====== Record set
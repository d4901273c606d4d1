//! Values handed out by the caches to readers.

use chrono::{DateTime, Utc};
use serde::Serialize;

use crate::{
    market::MarketSnapshot,
    types::{BlockResponse, RichListEntry},
};

/// A block as held in the history cache.
#[derive(Debug, Clone, PartialEq, Eq, Serialize)]
pub struct CachedBlock {
    pub height: u64,
    pub hash: String,
    /// Milliseconds since the epoch, after skew correction.
    pub timestamp: u64,
    pub delegate_id: u64,
    /// `true` when the block carries the blank stake signature.
    pub missed: bool,
    pub tx_count: usize,
    pub total_reward: u64,
    pub miner_reward: u64,
    pub governance_reward: u64,
    pub miner: Option<String>,
}

impl CachedBlock {
    /// Builds a cache entry from a daemon response, storing `timestamp` in place of the
    /// block's self-reported one.
    #[must_use]
    pub fn from_response(response: &BlockResponse, timestamp: u64) -> Self {
        Self {
            height: response.block.height,
            hash: response.hash.clone(),
            timestamp,
            delegate_id: response.block.delegate_id,
            missed: response.block.has_blank_signature(),
            tx_count: response.block.transactions.len(),
            total_reward: response.total_reward,
            miner_reward: response.miner_reward,
            governance_reward: response.governance_reward,
            miner: response.miner.clone(),
        }
    }
}

/// Point-in-time copy of the block history.
#[derive(Debug, Clone, Default, Serialize)]
pub struct BlockHistorySnapshot {
    /// Newest first.
    pub blocks: Vec<CachedBlock>,
    pub average_block_time_seconds: f64,
    /// Smoothed clock-skew estimate in milliseconds.
    pub skew_estimate_ms: f64,
    /// Height of the last ingested block.
    pub height: u64,
}

/// Average spacing between cached blocks: the timestamp span between the newest and oldest
/// entries divided by the number of entries. Zero with fewer than two blocks.
#[must_use]
#[allow(clippy::cast_precision_loss)]
pub fn average_block_time_seconds(blocks: &[CachedBlock]) -> f64 {
    match (blocks.first(), blocks.last()) {
        (Some(newest), Some(oldest)) if blocks.len() > 1 => {
            let span_ms = newest.timestamp.saturating_sub(oldest.timestamp);
            span_ms as f64 / 1000.0 / blocks.len() as f64
        }
        _ => 0.0,
    }
}

/// Rich list and market data published together by the chain statistics cache.
#[derive(Debug, Clone, Default, Serialize)]
pub struct ChainStatsSnapshot {
    pub rich_list: Vec<RichListEntry>,
    /// `None` when market data is disabled or has not been fetched yet.
    pub market: Option<MarketSnapshot>,
    pub circulating_supply: u64,
    pub updated_at: Option<DateTime<Utc>>,
}
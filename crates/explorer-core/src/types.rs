//! Wire types for the daemon JSON-RPC interface.
//!
//! # Type Categories
//!
//! ## JSON-RPC Envelope
//! - [`JsonRpcRequest`], [`JsonRpcResponse`], [`JsonRpcError`]: protocol framing shared by every
//!   daemon call
//!
//! ## Endpoint Responses
//! Each daemon endpoint has its own response type. Types are never reused under a different
//! name for a different endpoint; where a page needs data from two endpoints it holds both.
//!
//! - [`ChainInfo`]: `get_info`
//! - [`BlockResponse`]: `get_block_by_height` / `get_block_by_hash`
//! - [`DelegateInfo`]: `get_delegate`
//! - [`RichListResponse`]: `get_rich_list`
//! - [`TransactionResponse`]: `get_transaction`
//! - [`AddressInfo`]: `get_address`

use serde::{Deserialize, Deserializer, Serialize};
use std::borrow::Cow;

/// JSON-RPC protocol version sent with every request.
pub const JSONRPC_VERSION: &str = "2.0";

/// JSON-RPC 2.0 request envelope.
#[derive(Debug, Clone, Serialize, Deserialize)]
pub struct JsonRpcRequest {
    pub jsonrpc: Cow<'static, str>,
    pub method: String,
    #[serde(skip_serializing_if = "Option::is_none")]
    pub params: Option<serde_json::Value>,
    pub id: u64,
}

impl JsonRpcRequest {
    /// Creates a new request without allocating the version string.
    #[must_use]
    pub fn new(method: impl Into<String>, params: Option<serde_json::Value>, id: u64) -> Self {
        Self { jsonrpc: Cow::Borrowed(JSONRPC_VERSION), method: method.into(), params, id }
    }
}

/// JSON-RPC 2.0 response envelope, generic over the endpoint's result type.
///
/// A well-formed response carries either `result` or `error`. A response carrying neither is
/// treated as malformed by the client.
#[derive(Debug, Clone, Deserialize)]
pub struct JsonRpcResponse<T> {
    #[serde(default)]
    pub jsonrpc: Option<String>,
    pub result: Option<T>,
    #[serde(default)]
    pub error: Option<JsonRpcError>,
    #[serde(default)]
    pub id: serde_json::Value,
}

/// JSON-RPC 2.0 error object returned by the daemon.
#[derive(Debug, Clone, PartialEq, Eq, Serialize, Deserialize)]
pub struct JsonRpcError {
    pub code: i32,
    pub message: String,
}

/// Response of `get_info`: aggregate chain state.
#[derive(Debug, Clone, Default, PartialEq, Serialize, Deserialize)]
#[serde(default)]
pub struct ChainInfo {
    /// Tip height: highest block the daemon knows about.
    pub height: u64,
    pub top_hash: String,
    /// Circulating supply in atomic units.
    pub circulating_supply: u64,
    pub max_supply: u64,
    pub difficulty: u64,
    pub mempool_size: u64,
    pub version: String,
}

/// Block header and body as reported by the daemon.
#[derive(Debug, Clone, Default, PartialEq, Serialize, Deserialize)]
#[serde(default)]
pub struct Block {
    pub height: u64,
    /// Milliseconds since the unix epoch, as stamped by the producer.
    pub timestamp: u64,
    pub prev_hash: String,
    /// Producing delegate; `0` means the block names no delegate.
    pub delegate_id: u64,
    /// Hex-encoded stake signature. All zeroes when the delegate missed its slot.
    pub stake_signature: String,
    pub difficulty: u64,
    /// Transaction hashes included in the block.
    pub transactions: Vec<String>,
}

impl Block {
    /// Returns `true` if the stake signature is the well-known blank signature.
    #[must_use]
    pub fn has_blank_signature(&self) -> bool {
        is_blank_signature(&self.stake_signature)
    }
}

/// Returns `true` if `signature` is empty or consists solely of zero hex digits.
#[must_use]
pub fn is_blank_signature(signature: &str) -> bool {
    let digits = signature.strip_prefix("0x").unwrap_or(signature);
    digits.bytes().all(|b| b == b'0')
}

/// Response of `get_block_by_height` and `get_block_by_hash`.
#[derive(Debug, Clone, Default, PartialEq, Serialize, Deserialize)]
#[serde(default)]
pub struct BlockResponse {
    pub hash: String,
    pub block: Block,
    /// Total newly minted reward, in atomic units.
    pub total_reward: u64,
    pub miner_reward: u64,
    pub governance_reward: u64,
    /// Address credited with the staking reward, if any.
    pub miner: Option<String>,
}

/// Response of `get_delegate`.
#[derive(Debug, Clone, Default, PartialEq, Serialize, Deserialize)]
#[serde(default)]
pub struct DelegateInfo {
    pub id: u64,
    pub address: String,
    pub name: String,
    pub owner: String,
    /// Total stake delegated, in atomic units.
    pub total_amount: u64,
}

/// One ranked balance from the rich list.
#[derive(Debug, Clone, Default, PartialEq, Eq, Serialize, Deserialize)]
#[serde(default)]
pub struct RichListEntry {
    pub address: String,
    pub balance: u64,
}

/// Response of `get_rich_list`.
#[derive(Debug, Clone, Default, PartialEq, Serialize, Deserialize)]
#[serde(default)]
pub struct RichListResponse {
    pub richest: Vec<RichListEntry>,
}

/// Response of `get_transaction`.
#[derive(Debug, Clone, Default, PartialEq, Serialize, Deserialize)]
#[serde(default)]
pub struct TransactionResponse {
    pub sender: String,
    pub recipient: Recipient,
    pub amount: u64,
    pub fee: u64,
    /// Height of the including block, `0` while still in the mempool.
    pub height: u64,
    pub nonce: u64,
}

/// Response of `get_address`.
#[derive(Debug, Clone, Default, PartialEq, Serialize, Deserialize)]
#[serde(default)]
pub struct AddressInfo {
    pub balance: u64,
    pub last_nonce: u64,
    pub last_incoming: u64,
    pub delegate_id: u64,
    pub total_staked: u64,
}

/// Transaction recipient, normalized to a single address.
///
/// The daemon reports the recipient either as a string or as an array (one entry per output).
/// Deserialization keeps the first string element of an array, the string itself for a scalar,
/// and an empty address for anything else.
#[derive(Debug, Clone, Default, PartialEq, Eq, Serialize)]
#[serde(transparent)]
pub struct Recipient(pub String);

impl Recipient {
    #[must_use]
    pub fn as_str(&self) -> &str {
        &self.0
    }
}

impl<'de> Deserialize<'de> for Recipient {
    fn deserialize<D>(deserializer: D) -> Result<Self, D::Error>
    where
        D: Deserializer<'de>,
    {
        let value = serde_json::Value::deserialize(deserializer)?;
        let address = match value {
            serde_json::Value::String(s) => s,
            serde_json::Value::Array(items) => items
                .into_iter()
                .next()
                .and_then(|first| first.as_str().map(str::to_owned))
                .unwrap_or_default(),
            _ => String::new(),
        };
        Ok(Self(address))
    }
}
============
* Work to complete *
Exactly and only the lines from the line containing "in the mempool." through the last line of the entries should be copied, both ends included.

* Exercise result *
    /// Height of the including block, `0` while still in the mempool.
    pub height: u64,
    pub nonce: u64,
}

/// Response of `get_address`.
#[derive(Debug, Clone, Default, PartialEq, Serialize, Deserialize)]
#[serde(default)]
pub struct AddressInfo {
    pub balance: u64,
    pub last_nonce: u64,
    pub last_incoming: u64,
    pub delegate_id: u64,
    pub total_staked: u64,
}

/// Transaction recipient, normalized to a single address.
///
/// The daemon reports the recipient either as a string or as an array (one entry per output).
/// Deserialization keeps the first string element of an array, the string itself for a scalar,
/// and an empty address for anything else.
#[derive(Debug, Clone, Default, PartialEq, Eq, Serialize)]
#[serde(transparent)]
pub struct Recipient(pub String);

impl Recipient {
    #[must_use]
    pub fn as_str(&self) -> &str {
        &self.0
    }
}

impl<'de> Deserialize<'de> for Recipient {
    fn deserialize<D>(deserializer: D) -> Result<Self, D::Error>
    where
        D: Deserializer<'de>,
    {
        let value = serde_json::Value::deserialize(deserializer)?;
        let address = match value {
            serde_json::Value::String(s) => s,
            serde_json::Value::Array(items) => items
                .into_iter()
                .next()
                .and_then(|first| first.as_str().map(str::to_owned))
                .unwrap_or_default(),
            _ => String::new(),
        };
        Ok(Self(address))
    }
}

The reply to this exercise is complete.